▶ _Exercise details_
Set down exactly the entries below, beginning at their first line and ending at the line with "pub const fn as_str(&self)".
*** Opening Dataset extract ***
//! 日志记录定义

use std::fmt;
use std::str::FromStr;

use krill_config::LogLevel;

/// 日志级别
#[derive(Clone, Copy, Debug, PartialEq, Eq, PartialOrd, Ord, Hash)]
#[repr(u8)]
pub enum Level {
    /// 最详细的跟踪信息（逐指令追踪）
    Trace = 0,
    /// 调试信息（协程切换、对象释放）
    Debug = 1,
    /// 一般信息
    Info = 2,
    /// 警告（泄漏报告等）
    Warn = 3,
    /// 错误（运行时错误报告）
    Error = 4,
}

impl Level {
    /// 将级别转换为字符串
    pub const fn as_str(&self) -> &'static str {
        match self {
            Level::Trace => "TRACE",
            Level::Debug => "DEBUG",
            Level::Info => "INFO",
            Level::Warn => "WARN",
            Level::Error => "ERROR",
        }
    }

    /// 从 u8 解析级别
    pub const fn from_u8(value: u8) -> Option<Self> {
        match value {
            0 => Some(Level::Trace),
            1 => Some(Level::Debug),
            2 => Some(Level::Info),
            3 => Some(Level::Warn),
            4 => Some(Level::Error),
            _ => None,
        }
    }
}

impl fmt::Display for Level {
    fn fmt(&self, f: &mut fmt::Formatter<'_>) -> fmt::Result {
        f.write_str(self.as_str())
    }
}

impl FromStr for Level {
    type Err = crate::Error;

    fn from_str(s: &str) -> Result<Self, Self::Err> {
        match s.to_ascii_lowercase().as_str() {
            "trace" => Ok(Level::Trace),
            "debug" => Ok(Level::Debug),
            "info" => Ok(Level::Info),
            "warn" | "warning" => Ok(Level::Warn),
            "error" => Ok(Level::Error),
            _ => Err(crate::Error::UnknownLevel(s.to_string())),
        }
    }
}

impl From<LogLevel> for Level {
    fn from(level: LogLevel) -> Self {
        match level {
            LogLevel::Trace => Level::Trace,
            LogLevel::Debug => Level::Debug,
            LogLevel::Info => Level::Info,
            LogLevel::Warn => Level::Warn,
            LogLevel::Error => Level::Error,
        }
    }
}

/// 单条日志记录
#[derive(Clone, Debug, PartialEq)]
pub struct Record {
    /// Unix 时间戳（毫秒）
    pub timestamp_ms: u64,
    /// 日志级别
    pub level: Level,
    /// 日志目标（模块路径或 `krill::<phase>`）
    pub target: &'static str,
    /// 格式化后的消息
    pub message: String,
}

impl Record {
    /// 创建新记录
    pub fn new(level: Level, target: &'static str, message: impl Into<String>) -> Self {
        Self {
            timestamp_ms: current_timestamp_ms(),
            level,
            target,
            message: message.into(),
        }
    }

    /// 格式化记录为字符串
    pub fn format(&self) -> String {
        format!(
            "[{}] {:<5} {}: {}",
            format_timestamp(self.timestamp_ms),
            self.level,
            self.target,
            self.message
        )
    }
}

fn current_timestamp_ms() -> u64 {
    use std::time::{SystemTime, UNIX_EPOCH};
    SystemTime::now()
        .duration_since(UNIX_EPOCH)
        .unwrap_or_default()
        .as_millis() as u64
}

/// 格式化时间戳为 `HH:MM:SS.mmm`
fn format_timestamp(timestamp_ms: u64) -> String {
    let secs = timestamp_ms / 1000;
    let millis = timestamp_ms % 1000;

    let hours = (secs / 3600) % 24;
    let minutes = (secs / 60) % 60;
    let seconds = secs % 60;

    format!("{hours:02}:{minutes:02}:{seconds:02}.{millis:03}")
}
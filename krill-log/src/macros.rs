//! 日志宏实现

/// 记录 Trace 级别日志
#[macro_export]
macro_rules! trace {
    ($logger:expr, $($arg:tt)*) => {
        $crate::log!($logger, $crate::Level::Trace, $($arg)*)
    };
}

/// 记录 Debug 级别日志
#[macro_export]
macro_rules! debug {
    ($logger:expr, $($arg:tt)*) => {
        $crate::log!($logger, $crate::Level::Debug, $($arg)*)
    };
}

/// 记录 Info 级别日志
#[macro_export]
macro_rules! info {
    ($logger:expr, $($arg:tt)*) => {
        $crate::log!($logger, $crate::Level::Info, $($arg)*)
    };
}

/// 记录 Warn 级别日志
#[macro_export]
macro_rules! warn {
    ($logger:expr, $($arg:tt)*) => {
        $crate::log!($logger, $crate::Level::Warn, $($arg)*)
    };
}

/// 记录 Error 级别日志
#[macro_export]
macro_rules! error {
    ($logger:expr, $($arg:tt)*) => {
        $crate::log!($logger, $crate::Level::Error, $($arg)*)
    };
}

/// 通用日志宏
///
/// 支持 `target: "krill::vm", ...` 前缀指定目标，否则使用调用处的模块路径。
#[macro_export]
macro_rules! log {
    ($logger:expr, $level:expr, target: $target:expr, $($arg:tt)*) => {{
        // 惰性求值：先检查级别，只有启用时才格式化消息
        if $logger.is_enabled($level) {
            $logger.log($level, $target, ::std::format!($($arg)*));
        }
    }};
    ($logger:expr, $level:expr, $($arg:tt)*) => {{
        if $logger.is_enabled($level) {
            $logger.log($level, ::std::module_path!(), ::std::format!($($arg)*));
        }
    }};
}
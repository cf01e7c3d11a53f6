//! 向量测试
//!
//! 字节码层面的向量指令，以及对照 `Vec` 模型的随机化测试

mod common;
use common::{assert_balanced, ints, main_only, run};
use krill_core::heap;
use krill_core::object::{VecLayout, VectorObj};
use krill_core::{
    Int, LoadError, ObjRef, Op, ProgramBuilder, TypeIdx, TypeTableBuilder, Value, VmError,
};
use proptest::prelude::*;

// ===== 字节码 =====

#[test]
fn test_vector_ops() {
    let mut tb = TypeTableBuilder::new();
    let ints_ty = tb.vector(TypeIdx::INT);
    let p = main_only(
        tb.build().unwrap(),
        1,
        &[
            Op::PushInt(1),
            Op::PushInt(2),
            Op::PushInt(3),
            Op::NewVec { ty: ints_ty, n: 3 },
            Op::StoreLocal(0),
            // push 4 → [1, 2, 3, 4]
            Op::PushInt(4),
            Op::LoadLocal(0),
            Op::VecPush,
            // insert 0 at 0 → [0, 1, 2, 3, 4]
            Op::PushInt(0),
            Op::LoadLocal(0),
            Op::PushInt(0),
            Op::VecInsert,
            // remove two at 1 → 1; [0, 3, 4]
            Op::LoadLocal(0),
            Op::PushInt(1),
            Op::VecRemove { count: 2 },
            // pop → 4; [0, 3]
            Op::LoadLocal(0),
            Op::VecPop,
            Op::LoadLocal(0),
            Op::VecTop,
            // set [0] = 9 → [9, 3]
            Op::PushInt(9),
            Op::LoadLocal(0),
            Op::PushInt(0),
            Op::VecSet,
            Op::LoadLocal(0),
            Op::PushInt(0),
            Op::VecAt,
            Op::LoadLocal(0),
            Op::VecLen,
            Op::LoadLocal(0),
            Op::VecCap,
            Op::Return(6),
        ],
    );
    assert_eq!(ints(&run(p).unwrap()), vec![1, 4, 3, 9, 2, 6]);
}

#[test]
fn test_vector_index_out_of_range() {
    let mut tb = TypeTableBuilder::new();
    let ints_ty = tb.vector(TypeIdx::INT);
    let mut b = ProgramBuilder::new(tb.build().unwrap());
    let main = b.function("main", 0, 0);
    let get = b.function("get", 0, 0);

    b.begin(main);
    b.emit(Op::Call(get), 1);
    b.op(Op::Return(1));

    b.begin(get);
    b.emit(Op::PushInt(7), 20);
    b.op(Op::PushInt(8));
    b.op(Op::PushInt(9));
    b.op(Op::NewVec { ty: ints_ty, n: 3 });
    b.emit(Op::PushInt(5), 21);
    b.emit(Op::VecAt, 22);
    b.op(Op::Return(1));

    let before = heap::stats();
    let err = run(b.finish().unwrap()).unwrap_err();
    assert_eq!(err.error, VmError::IndexOutOfRange { index: 5, len: 3 });
    assert_eq!(err.function, "get");
    assert_eq!(err.line, 22);
    assert_eq!(err.to_string(), "get:22: index 5 out of range (length 3)");
    assert_balanced(&before);
}

#[test]
fn test_pop_empty_vector() {
    let mut tb = TypeTableBuilder::new();
    let ints_ty = tb.vector(TypeIdx::INT);
    let p = main_only(
        tb.build().unwrap(),
        0,
        &[Op::NewVec { ty: ints_ty, n: 0 }, Op::VecPop, Op::Return(1)],
    );
    assert_eq!(run(p).unwrap_err().error, VmError::EmptyVector);
}

#[test]
fn test_vector_of_inline_structs() {
    let mut tb = TypeTableBuilder::new();
    let point = tb.structure("Point", &[TypeIdx::INT, TypeIdx::INT], true);
    let points = tb.vector(point);
    let p = main_only(
        tb.build().unwrap(),
        1,
        &[
            Op::PushInt(1),
            Op::PushInt(2),
            Op::PushInt(3),
            Op::PushInt(4),
            Op::NewVec { ty: points, n: 2 },
            Op::StoreLocal(0),
            Op::PushInt(5),
            Op::PushInt(6),
            Op::LoadLocal(0),
            Op::VecPush,
            Op::LoadLocal(0),
            Op::PushInt(2),
            Op::VecAt,
            Op::LoadLocal(0),
            Op::PushInt(0),
            Op::VecAt,
            Op::InlineField {
                width: 2,
                offset: 1,
                count: 1,
            },
            Op::LoadLocal(0),
            Op::VecLen,
            Op::Return(4),
        ],
    );
    assert_eq!(ints(&run(p).unwrap()), vec![5, 6, 2, 3]);
}

#[test]
fn test_self_append_and_resize_release() {
    let mut tb = TypeTableBuilder::new();
    let strs = tb.vector(TypeIdx::STRING);
    let mut b = ProgramBuilder::new(tb.build().unwrap());
    let main = b.function("main", 0, 1);
    let a = b.string("a");
    let bb = b.string("b");
    b.begin(main);
    common::emit_lines(
        &mut b,
        &[
            Op::PushStr(a),
            Op::PushStr(bb),
            Op::SConcat,
            Op::NewVec { ty: strs, n: 1 },
            Op::StoreLocal(0),
            Op::LoadLocal(0),
            Op::LoadLocal(0),
            Op::PushInt(0),
            Op::PushInt(1),
            Op::VecAppend,
            Op::LoadLocal(0),
            Op::LoadLocal(0),
            Op::PushInt(0),
            Op::PushInt(2),
            Op::VecAppend,
            Op::LoadLocal(0),
            Op::VecLen,
            Op::LoadLocal(0),
            Op::PushInt(1),
            Op::VecResize,
            Op::LoadLocal(0),
            Op::VecLen,
            Op::LoadLocal(0),
            Op::VecCap,
            Op::Return(3),
        ],
    );

    let before = heap::stats();
    assert_eq!(ints(&run(b.finish().unwrap()).unwrap()), vec![4, 1, 1]);
    assert_balanced(&before);
}

#[test]
fn test_append_range_checked() {
    let mut tb = TypeTableBuilder::new();
    let ints_ty = tb.vector(TypeIdx::INT);
    let p = main_only(
        tb.build().unwrap(),
        0,
        &[
            Op::NewVec { ty: ints_ty, n: 0 },
            Op::PushInt(1),
            Op::PushInt(2),
            Op::NewVec { ty: ints_ty, n: 2 },
            Op::PushInt(1),
            Op::PushInt(2),
            Op::VecAppend,
            Op::PushNil,
            Op::Return(1),
        ],
    );
    assert!(matches!(
        run(p).unwrap_err().error,
        VmError::IndexOutOfRange { len: 2, .. }
    ));
}

#[test]
fn test_remove_zero_rejected() {
    let mut tb = TypeTableBuilder::new();
    let ints_ty = tb.vector(TypeIdx::INT);
    let mut b = ProgramBuilder::new(tb.build().unwrap());
    let main = b.function("main", 0, 0);
    b.begin(main);
    b.emit(Op::NewVec { ty: ints_ty, n: 0 }, 1);
    b.op(Op::PushInt(0));
    b.op(Op::VecRemove { count: 0 });
    b.op(Op::Return(1));
    assert!(matches!(
        b.finish(),
        Err(LoadError::BadIndex { what: "count", .. })
    ));
}

// ===== 随机化 =====

#[derive(Debug, Clone)]
enum VecOp {
    Push(Int),
    Pop,
    Insert(usize, Int),
    Remove(usize, usize),
    Resize(usize),
}

fn vec_op() -> impl Strategy<Value = VecOp> {
    prop_oneof![
        any::<Int>().prop_map(VecOp::Push),
        Just(VecOp::Pop),
        (0usize..12, any::<Int>()).prop_map(|(i, v)| VecOp::Insert(i, v)),
        (0usize..12, 0usize..4).prop_map(|(i, c)| VecOp::Remove(i, c)),
        (0usize..16).prop_map(VecOp::Resize),
    ]
}

fn int_layout() -> VecLayout {
    VecLayout {
        elem_type: TypeIdx::INT,
        width: 1,
        zero: vec![Value::int(0)],
        holds_refs: false,
    }
}

proptest! {
    #[test]
    fn prop_vector_matches_model(ops in prop::collection::vec(vec_op(), 0..64)) {
        let mut v = VectorObj::new(&int_layout(), 0, 0).unwrap();
        let mut model: Vec<Int> = Vec::new();

        for op in ops {
            match op {
                VecOp::Push(x) => {
                    v.push([Value::int(x)]).unwrap();
                    model.push(x);
                }
                VecOp::Pop => match model.pop() {
                    Some(x) => prop_assert_eq!(v.pop().unwrap()[0].ival(), x),
                    None => prop_assert_eq!(v.pop().unwrap_err(), VmError::EmptyVector),
                },
                VecOp::Insert(i, x) => {
                    let r = v.insert(i as Int, [Value::int(x)]);
                    if i <= model.len() {
                        prop_assert!(r.is_ok());
                        model.insert(i, x);
                    } else {
                        prop_assert!(r.is_err());
                    }
                }
                VecOp::Remove(i, c) => {
                    let r = v.remove(i as Int, c as Int);
                    if i + c <= model.len() {
                        let removed: Vec<Int> = model.drain(i..i + c).collect();
                        prop_assert_eq!(r.unwrap().iter().map(Value::ival).collect::<Vec<_>>(), removed);
                    } else {
                        prop_assert!(r.is_err());
                    }
                }
                VecOp::Resize(cap) => {
                    v.resize(cap as Int).unwrap();
                    model.truncate(cap);
                    prop_assert_eq!(v.capacity(), cap);
                }
            }
            prop_assert!(v.len() <= v.capacity());
            prop_assert_eq!(v.len(), model.len());
            prop_assert_eq!(v.values().iter().map(Value::ival).collect::<Vec<_>>(), model.clone());
        }
    }

    #[test]
    fn prop_string_vector_releases_everything(
        words in prop::collection::vec("[a-z]{0,6}", 0..16),
        keep in 0usize..16,
    ) {
        let before = heap::stats();
        {
            let layout = VecLayout {
                elem_type: TypeIdx::STRING,
                width: 1,
                zero: vec![Value::Nil],
                holds_refs: true,
            };
            let mut v = VectorObj::new(&layout, 0, 0).unwrap();
            let mut held = Vec::new();
            for w in &words {
                let s = Value::obj(ObjRef::new_string(TypeIdx::STRING, w));
                held.push(s.clone());
                v.push([s]).unwrap();
            }
            for (i, s) in held.iter().enumerate() {
                prop_assert_eq!(s.refc(), Some(2), "element {}", i);
            }
            v.resize(keep.min(words.len()) as Int).unwrap();
            for (i, s) in held.iter().enumerate() {
                let expected = if i < keep { 2 } else { 1 };
                prop_assert_eq!(s.refc(), Some(expected));
            }
        }
        assert_balanced(&before);
    }
}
*** Closing Dataset extract ***
▶ _Task solution_
//! 日志记录定义

use std::fmt;
use std::str::FromStr;

use krill_config::LogLevel;

/// 日志级别
#[derive(Clone, Copy, Debug, PartialEq, Eq, PartialOrd, Ord, Hash)]
#[repr(u8)]
pub enum Level {
    /// 最详细的跟踪信息（逐指令追踪）
    Trace = 0,
    /// 调试信息（协程切换、对象释放）
    Debug = 1,
    /// 一般信息
    Info = 2,
    /// 警告（泄漏报告等）
    Warn = 3,
    /// 错误（运行时错误报告）
    Error = 4,
}

impl Level {
    /// 将级别转换为字符串
    pub const fn as_str(&self) -> &'static str {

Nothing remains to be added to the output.